Bu saatte uyanık olan insanların hep mutsuz olduğu söylenir, doğru değil. Bazen birilerini beklediği söylenir, ki beklemişliğim olmuşsa da, artık diyorum birilerini bekleyecek kadar usul usul geçmiyor zaman.
Yani, doğru değil.
Vampir de değilim, soran olmuştu bunu geçen gün birisi.

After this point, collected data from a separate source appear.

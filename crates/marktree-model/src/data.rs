//! Shared handle locating a raw node inside its owning tree.
//!
//! Nodes never point back at their parent. A [`MarkupData`] holds the tree's
//! root cell and the child-index path from that root; parent and sibling
//! queries re-walk the path from the root instead.

use std::sync::Arc;

use crate::identity::{NodeMetadata, RootId};
use crate::kind::MarkupKind;
use crate::range::SourceRange;
use crate::raw::RawNode;

#[derive(Debug)]
struct Tree {
    id: RootId,
    root: Arc<RawNode>,
}

/// A raw node together with its position in a materialized tree.
///
/// Cloning is cheap: the tree and the raw cell are reference counted.
#[derive(Debug, Clone)]
pub struct MarkupData {
    tree: Arc<Tree>,
    /// Child indices leading from the root to this node.
    path: Vec<usize>,
    raw: Arc<RawNode>,
}

impl MarkupData {
    /// Materialize `raw` as the root of a new tree with a fresh identity.
    pub(crate) fn new_root(raw: Arc<RawNode>) -> Self {
        let tree = Arc::new(Tree {
            id: RootId::new(),
            root: Arc::clone(&raw),
        });
        Self {
            tree,
            path: Vec::new(),
            raw,
        }
    }

    pub fn raw(&self) -> &Arc<RawNode> {
        &self.raw
    }

    pub fn kind(&self) -> MarkupKind {
        self.raw.kind()
    }

    pub fn range(&self) -> Option<&SourceRange> {
        self.raw.range()
    }

    pub fn root_id(&self) -> RootId {
        self.tree.id
    }

    pub fn index_in_parent(&self) -> usize {
        self.path.last().copied().unwrap_or(0)
    }

    pub fn metadata(&self) -> NodeMetadata {
        NodeMetadata {
            root_id: self.root_id(),
            index_in_parent: self.index_in_parent(),
        }
    }

    /// Number of ancestors between this node and the root.
    pub fn depth(&self) -> usize {
        self.path.len()
    }

    pub fn child_count(&self) -> usize {
        self.raw.child_count()
    }

    pub fn child(&self, index: usize) -> Option<Self> {
        let raw = Arc::clone(self.raw.children().get(index)?);
        let mut path = Vec::with_capacity(self.path.len() + 1);
        path.extend_from_slice(&self.path);
        path.push(index);
        Some(Self {
            tree: Arc::clone(&self.tree),
            path,
            raw,
        })
    }

    pub fn parent(&self) -> Option<Self> {
        let (_, parent_path) = self.path.split_last()?;
        let raw = self.resolve(parent_path)?;
        Some(Self {
            tree: Arc::clone(&self.tree),
            path: parent_path.to_vec(),
            raw: Arc::clone(raw),
        })
    }

    pub fn root(&self) -> Self {
        Self {
            tree: Arc::clone(&self.tree),
            path: Vec::new(),
            raw: Arc::clone(&self.tree.root),
        }
    }

    pub fn previous_sibling(&self) -> Option<Self> {
        let index = self.index_in_parent().checked_sub(1)?;
        self.parent()?.child(index)
    }

    pub fn next_sibling(&self) -> Option<Self> {
        self.parent()?.child(self.index_in_parent() + 1)
    }

    /// True when both handles denote the same position in the same tree.
    pub fn is_identical_to(&self, other: &Self) -> bool {
        self.tree.id == other.tree.id && self.path == other.path
    }

    /// This node's cell as the root of a new tree.
    pub(crate) fn detached(&self) -> Self {
        Self::new_root(Arc::clone(&self.raw))
    }

    /// Replace this node's cell with `raw`, producing a new tree.
    ///
    /// Only the cells on the path from the root are rebuilt; every other
    /// subtree is shared with the original. The returned handle sits at the
    /// same path in the new tree.
    pub(crate) fn substitute(&self, raw: Arc<RawNode>) -> Self {
        let mut spine = Vec::with_capacity(self.path.len());
        let mut node = &self.tree.root;
        for &index in &self.path {
            spine.push(node);
            node = &node.children()[index];
        }

        let mut replacement = Arc::clone(&raw);
        for (ancestor, &index) in spine.iter().zip(&self.path).rev() {
            let mut children = ancestor.children().to_vec();
            children[index] = replacement;
            replacement = ancestor.with_children(children);
        }

        let tree = Arc::new(Tree {
            id: RootId::new(),
            root: replacement,
        });
        Self {
            tree,
            path: self.path.clone(),
            raw,
        }
    }

    fn resolve(&self, path: &[usize]) -> Option<&Arc<RawNode>> {
        path.iter()
            .try_fold(&self.tree.root, |node, &index| node.children().get(index))
    }
}

#[cfg(test)]
mod tests {
    use super::*;
    use crate::raw::RawNodeData;

    fn text(string: &str) -> Arc<RawNode> {
        RawNode::leaf(RawNodeData::Text(string.to_string()), None)
    }

    /// Document > Paragraph > [Text "a", Strong > [Text "b"], Text "c"]
    fn sample() -> MarkupData {
        let strong = RawNode::new(RawNodeData::Strong, None, vec![text("b")]);
        let paragraph = RawNode::new(
            RawNodeData::Paragraph,
            None,
            vec![text("a"), strong, text("c")],
        );
        let document = RawNode::new(RawNodeData::Document, None, vec![paragraph]);
        MarkupData::new_root(document)
    }

    #[test]
    fn children_carry_root_id_and_index() {
        let root = sample();
        let strong = root.child(0).and_then(|p| p.child(1)).unwrap();

        assert_eq!(strong.kind(), MarkupKind::Strong);
        assert_eq!(strong.root_id(), root.root_id());
        assert_eq!(strong.index_in_parent(), 1);
        assert_eq!(strong.depth(), 2);
    }

    #[test]
    fn parent_is_resolved_through_the_root() {
        let root = sample();
        let paragraph = root.child(0).unwrap();
        let strong = paragraph.child(1).unwrap();

        let parent = strong.parent().unwrap();
        assert!(parent.is_identical_to(&paragraph));
        assert!(root.parent().is_none());
        assert!(strong.root().is_identical_to(&root));
    }

    #[test]
    fn siblings() {
        let paragraph = sample().child(0).unwrap();
        let first = paragraph.child(0).unwrap();
        let last = paragraph.child(2).unwrap();

        assert!(first.previous_sibling().is_none());
        assert_eq!(first.next_sibling().unwrap().kind(), MarkupKind::Strong);
        assert!(last.next_sibling().is_none());
        assert_eq!(last.previous_sibling().unwrap().index_in_parent(), 1);
    }

    #[test]
    fn substitute_shares_untouched_siblings() {
        let root = sample();
        let paragraph = root.child(0).unwrap();
        let strong = paragraph.child(1).unwrap();

        let edited = strong.substitute(text("replaced"));

        assert_ne!(edited.root_id(), root.root_id());
        assert_eq!(edited.index_in_parent(), 1);
        let new_paragraph = edited.parent().unwrap();
        assert!(Arc::ptr_eq(
            &new_paragraph.raw().children()[0],
            &paragraph.raw().children()[0]
        ));
        assert_eq!(
            new_paragraph.raw().children()[1].data(),
            &RawNodeData::Text("replaced".to_string())
        );
        // The original tree is untouched.
        assert_eq!(
            root.child(0).unwrap().child(1).unwrap().kind(),
            MarkupKind::Strong
        );
    }

    fn assert_send_sync<T: Send + Sync>() {}

    #[test]
    fn trees_are_shareable_across_threads() {
        assert_send_sync::<MarkupData>();
        assert_send_sync::<RawNode>();
        assert_send_sync::<crate::nodes::Document>();
        assert_send_sync::<crate::nodes::AnyMarkup>();
        assert_send_sync::<crate::nodes::InlineMarkup>();
        assert_send_sync::<crate::nodes::BlockMarkup>();
    }

    #[test]
    fn detached_gets_fresh_root() {
        let strong = sample().child(0).unwrap().child(1).unwrap();
        let detached = strong.detached();

        assert_ne!(detached.root_id(), strong.root_id());
        assert!(detached.parent().is_none());
        assert!(Arc::ptr_eq(detached.raw(), strong.raw()));
    }
}
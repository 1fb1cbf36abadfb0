//! The raw tree cell shared by every typed wrapper.
//!
//! A [`RawNode`] is immutable once built and held behind an `Arc`, so any
//! number of trees may share a subtree. Construction is crate-private: the
//! typed constructors in [`crate::nodes`] are the only way to make one, which
//! keeps container children valid for their container.

use std::sync::Arc;

use crate::kind::MarkupKind;
use crate::range::{SourceRange, union_range};

/// State of a task-list checkbox on a list item.
#[derive(Debug, Clone, Copy, PartialEq, Eq, Hash)]
pub enum Checkbox {
    /// `- [x]`
    Checked,
    /// `- [ ]`
    Unchecked,
}

/// Kind tag plus the payload specific to that kind.
#[derive(Debug, Clone, PartialEq, Eq, Hash)]
pub enum RawNodeData {
    Text(String),
    SoftBreak,
    LineBreak,
    InlineCode(String),
    Emphasis,
    Strong,
    Strikethrough,
    Link {
        destination: Option<String>,
        title: Option<String>,
    },
    Image {
        source: Option<String>,
        title: Option<String>,
    },
    Highlight,
    EscapedCharacter,
    CodeBlock {
        language: Option<String>,
        code: String,
    },
    ThematicBreak,
    Paragraph,
    Heading {
        level: u8,
    },
    BlockQuote,
    UnorderedList,
    OrderedList {
        start_index: u32,
    },
    ListItem {
        checkbox: Option<Checkbox>,
    },
    Document,
}

impl RawNodeData {
    pub fn kind(&self) -> MarkupKind {
        match self {
            Self::Text(_) => MarkupKind::Text,
            Self::SoftBreak => MarkupKind::SoftBreak,
            Self::LineBreak => MarkupKind::LineBreak,
            Self::InlineCode(_) => MarkupKind::InlineCode,
            Self::Emphasis => MarkupKind::Emphasis,
            Self::Strong => MarkupKind::Strong,
            Self::Strikethrough => MarkupKind::Strikethrough,
            Self::Link { .. } => MarkupKind::Link,
            Self::Image { .. } => MarkupKind::Image,
            Self::Highlight => MarkupKind::Highlight,
            Self::EscapedCharacter => MarkupKind::EscapedCharacter,
            Self::CodeBlock { .. } => MarkupKind::CodeBlock,
            Self::ThematicBreak => MarkupKind::ThematicBreak,
            Self::Paragraph => MarkupKind::Paragraph,
            Self::Heading { .. } => MarkupKind::Heading,
            Self::BlockQuote => MarkupKind::BlockQuote,
            Self::UnorderedList => MarkupKind::UnorderedList,
            Self::OrderedList { .. } => MarkupKind::OrderedList,
            Self::ListItem { .. } => MarkupKind::ListItem,
            Self::Document => MarkupKind::Document,
        }
    }
}

/// Immutable tree cell: tag and payload, optional provenance, ordered children.
#[derive(Debug, PartialEq, Eq)]
pub struct RawNode {
    data: RawNodeData,
    range: Option<SourceRange>,
    children: Vec<Arc<RawNode>>,
}

impl RawNode {
    pub(crate) fn new(
        data: RawNodeData,
        range: Option<SourceRange>,
        children: Vec<Arc<RawNode>>,
    ) -> Arc<Self> {
        Arc::new(Self {
            data,
            range,
            children,
        })
    }

    pub(crate) fn leaf(data: RawNodeData, range: Option<SourceRange>) -> Arc<Self> {
        Self::new(data, range, Vec::new())
    }

    pub fn kind(&self) -> MarkupKind {
        self.data.kind()
    }

    pub fn data(&self) -> &RawNodeData {
        &self.data
    }

    pub fn range(&self) -> Option<&SourceRange> {
        self.range.as_ref()
    }

    pub fn children(&self) -> &[Arc<RawNode>] {
        &self.children
    }

    pub fn child_count(&self) -> usize {
        self.children.len()
    }

    /// Compares tags, payloads and children recursively, ignoring ranges.
    pub fn has_same_structure(&self, other: &RawNode) -> bool {
        if std::ptr::eq(self, other) {
            return true;
        }
        self.data == other.data
            && self.children.len() == other.children.len()
            && self
                .children
                .iter()
                .zip(&other.children)
                .all(|(a, b)| a.has_same_structure(b))
    }

    /// New cell with the same data and range but different children.
    pub(crate) fn with_children(&self, children: Vec<Arc<RawNode>>) -> Arc<Self> {
        Self::new(self.data.clone(), self.range.clone(), children)
    }

    /// New cell with the same range and children but different data.
    pub(crate) fn with_data(&self, data: RawNodeData) -> Arc<Self> {
        Self::new(data, self.range.clone(), self.children.clone())
    }

    /// Range covering every child that carries one.
    pub(crate) fn children_range(children: &[Arc<RawNode>]) -> Option<SourceRange> {
        union_range(children.iter().filter_map(|child| child.range()))
    }

    /// Appends this node's plain-text projection to `out`.
    pub(crate) fn write_plain_text(&self, out: &mut String) {
        match &self.data {
            RawNodeData::Text(string) => out.push_str(string),
            RawNodeData::InlineCode(code) => {
                out.push('`');
                out.push_str(code);
                out.push('`');
            }
            RawNodeData::SoftBreak => out.push(' '),
            RawNodeData::LineBreak => out.push('\n'),
            _ => self.write_children_plain_text(out),
        }
    }

    /// Appends the projection of every inline child; other children are skipped.
    pub(crate) fn write_children_plain_text(&self, out: &mut String) {
        for child in &self.children {
            if child.kind().is_inline() {
                child.write_plain_text(out);
            }
        }
    }
}

/// Maps an empty string to `None`.
pub(crate) fn non_empty(value: Option<String>) -> Option<String> {
    value.filter(|value| !value.is_empty())
}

Öyle veya böyle, ciddi veya şaka, tek gerçek olan şu.Gece cazibeli, gece kıvrak, ve gece bensiz kalamayacak kadar mükemmel.
Yalın ayak loş ışıklı korodorlarda yürürken kedi oluyorum bazen, kuzgun oluyorum, kadın oluyorum.
Sonra
Bir saniye.
…
Kahvem fincanım için köpürürken susmalıydım, bir dal yetmeyebilir ama uyarmalıyım kendimi. Artık müsade sessizlik içinde sesini yitirmişlerindir.
Perdelerimin kıpırdayışına aşık olacağım bu gece, eminim. Ve işte serin bir haziran,boy boy, renk renk, balkon demirlerinden sarkıyor göğe.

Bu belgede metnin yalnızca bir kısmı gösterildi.